I think this is really important, to let our kids know that what they and others can imagine, can actually come to be. It reminds the current generation to be hopeful about the future, just as previous generations were. Too often today our children are presented with prophesied doom...whether caused by societal collapse or environmental disaster, we have few images of the future that are offered that are inspiring and uplifting. We see this in much of the recent popular culture, be it movies, video games or graphic novels (...we used to call them comic books). Over and again the future is presented as a dystopian nightmare, populated by zombies and mutants ruling a barren landscape. The good news is that this is starting to change in a serious way.

Right here in our own backyard at Arizona State University, The Center for Science and the Imagination is tackling this issue head on. Working with some of our leading science fiction writers such as Neal Stephenson and Cory Doctorow, they are meeting the challenge of creating new positive visions for our future through science fiction. (http://hieroglyph.asu.edu/)
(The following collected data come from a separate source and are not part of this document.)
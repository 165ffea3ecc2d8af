use serde::{Deserialize, Serialize};
use std::fmt;
use std::str::FromStr;

/// Category attached to every visit record.
///
/// The variant order is the evaluation order of [`CATEGORY_RULES`].
#[derive(Debug, Clone, Copy, PartialEq, Eq, Hash, PartialOrd, Ord, Serialize, Deserialize)]
#[serde(rename_all = "lowercase")]
pub enum Category {
    Social,
    Development,
    Documentation,
    Search,
    News,
    Shopping,
    Entertainment,
    Email,
    Other,
}

/// Bumped whenever a keyword is added, removed or the rule order changes.
pub const CATEGORY_TABLE_VERSION: u32 = 1;

/// Ordered keyword table. The first rule with a matching keyword wins, so a
/// URL hitting both a social and a development keyword is `Social`.
pub const CATEGORY_RULES: &[(Category, &[&str])] = &[
    (
        Category::Social,
        &["facebook.com", "twitter.com", "instagram.com", "reddit.com", "tiktok.com"],
    ),
    (
        Category::Development,
        &["github.com", "stackoverflow.com", "gitlab.com", "bitbucket.org"],
    ),
    (
        Category::Documentation,
        &["docs.", "documentation", "readme", "api."],
    ),
    (
        Category::Search,
        &["google.com/search", "bing.com/search", "duckduckgo.com"],
    ),
    (Category::News, &["news.", "bbc.com", "cnn.com", "reuters.com"]),
    (
        Category::Shopping,
        &["amazon.com", "ebay.com", "shop.", "store."],
    ),
    (
        Category::Entertainment,
        &["youtube.com", "netflix.com", "spotify.com", "twitch.tv"],
    ),
    (
        Category::Email,
        &["gmail.com", "outlook.com", "yahoo.com/mail"],
    ),
];

/// Classify a visit. Total: anything unmatched is `Other`.
///
/// Table version 1 only looks at the URL; the title is part of the contract
/// so later table versions can use it without touching callers.
pub fn categorize(url: &str, _title: Option<&str>) -> Category {
    let url = url.to_lowercase();

    CATEGORY_RULES
        .iter()
        .find(|(_, keywords)| keywords.iter().any(|k| url.contains(k)))
        .map(|(category, _)| *category)
        .unwrap_or(Category::Other)
}

impl Category {
    pub const fn as_str(self) -> &'static str {
        match self {
            Category::Social => "social",
            Category::Development => "development",
            Category::Documentation => "documentation",
            Category::Search => "search",
            Category::News => "news",
            Category::Shopping => "shopping",
            Category::Entertainment => "entertainment",
            Category::Email => "email",
            Category::Other => "other",
        }
    }
}

impl fmt::Display for Category {
    fn fmt(&self, f: &mut fmt::Formatter<'_>) -> fmt::Result {
        f.write_str(self.as_str())
    }
}

impl FromStr for Category {
    type Err = std::convert::Infallible;

    /// Stored labels from older table versions map to `Other`.
    fn from_str(s: &str) -> Result<Self, Self::Err> {
        Ok(match s.to_ascii_lowercase().as_str() {
            "social" => Category::Social,
            "development" => Category::Development,
            "documentation" => Category::Documentation,
            "search" => Category::Search,
            "news" => Category::News,
            "shopping" => Category::Shopping,
            "entertainment" => Category::Entertainment,
            "email" => Category::Email,
            _ => Category::Other,
        })
    }
}

impl From<&str> for Category {
    fn from(s: &str) -> Self {
        s.parse().unwrap_or(Category::Other)
    }
}

#[cfg(test)]
mod tests {
    use super::*;

    #[test]
    fn test_rule_order_social_before_development() {
        // reddit.com is social, github.com is development
        let url = "https://www.reddit.com/r/rust/comments/x?ref=github.com";
        assert_eq!(categorize(url, None), Category::Social);
    }

    #[test]
    fn test_documentation_before_search() {
        let url = "https://www.google.com/search?q=docs.rs+serde";
        assert_eq!(categorize(url, None), Category::Documentation);
    }

    #[test]
    fn test_case_insensitive() {
        assert_eq!(
            categorize("HTTPS://GITHUB.COM/tokio-rs/axum", Some("axum")),
            Category::Development
        );
    }

    #[test]
    fn test_default_is_other() {
        assert_eq!(categorize("https://example.org/", None), Category::Other);
        assert_eq!(categorize("", None), Category::Other);
        assert_eq!(categorize("not a url at all", Some("title")), Category::Other);
    }

    #[test]
    fn test_each_rule_reachable() {
        let cases = [
            ("https://twitter.com/home", Category::Social),
            ("https://gitlab.com/x", Category::Development),
            ("https://docs.rs/tokio", Category::Documentation),
            ("https://duckduckgo.com/?q=x", Category::Search),
            ("https://www.bbc.com/sport", Category::News),
            ("https://www.ebay.com/itm/1", Category::Shopping),
            ("https://www.twitch.tv/", Category::Entertainment),
            ("https://mail.gmail.com/", Category::Email),
        ];
        for (url, expected) in cases {
            assert_eq!(categorize(url, None), expected, "{url}");
        }
    }

    #[test]
    fn test_deterministic() {
        let url = "https://news.ycombinator.com/item?id=1";
        let first = categorize(url, None);
        for _ in 0..10 {
            assert_eq!(categorize(url, None), first);
        }
    }

    #[test]
    fn test_label_round_trip_and_unknown() {
        for (category, _) in CATEGORY_RULES {
            assert_eq!(Category::from(category.as_str()), *category);
        }
        assert_eq!(Category::from("gaming"), Category::Other);
        assert_eq!(
            serde_json::to_string(&Category::Documentation).unwrap(),
            "\"documentation\""
        );
    }
}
And it's not just in science Centers and universities where this issue is being discussed. Recently a meeting was convened by the White House at the Science Fiction Museum in Washington DC to explore how science fiction can help us figure out how to colonize the solar system (http://gizmodo.com/the-white-house-wants-to-use-science-fiction-to-settle-1761748987>here<) If you read or saw "the Martian" you get the idea....they want to "science the "bleep" out of it"

Others are taking it one step further, such as the folks behind afrofuturism, seeking to link science fiction with social justice, and creating positive visions of the future from an African American perspective...I really respect this work. (http://www.vox.com/2016/3/4/11157938/afrofuturism-scifi-social-justice)

I'm convinced we can impact all of our futures by the stories we tell ourselves and our children. I love the fact that we can play a leading role in this movement right here at Arizona Science Center! Join us, won't you?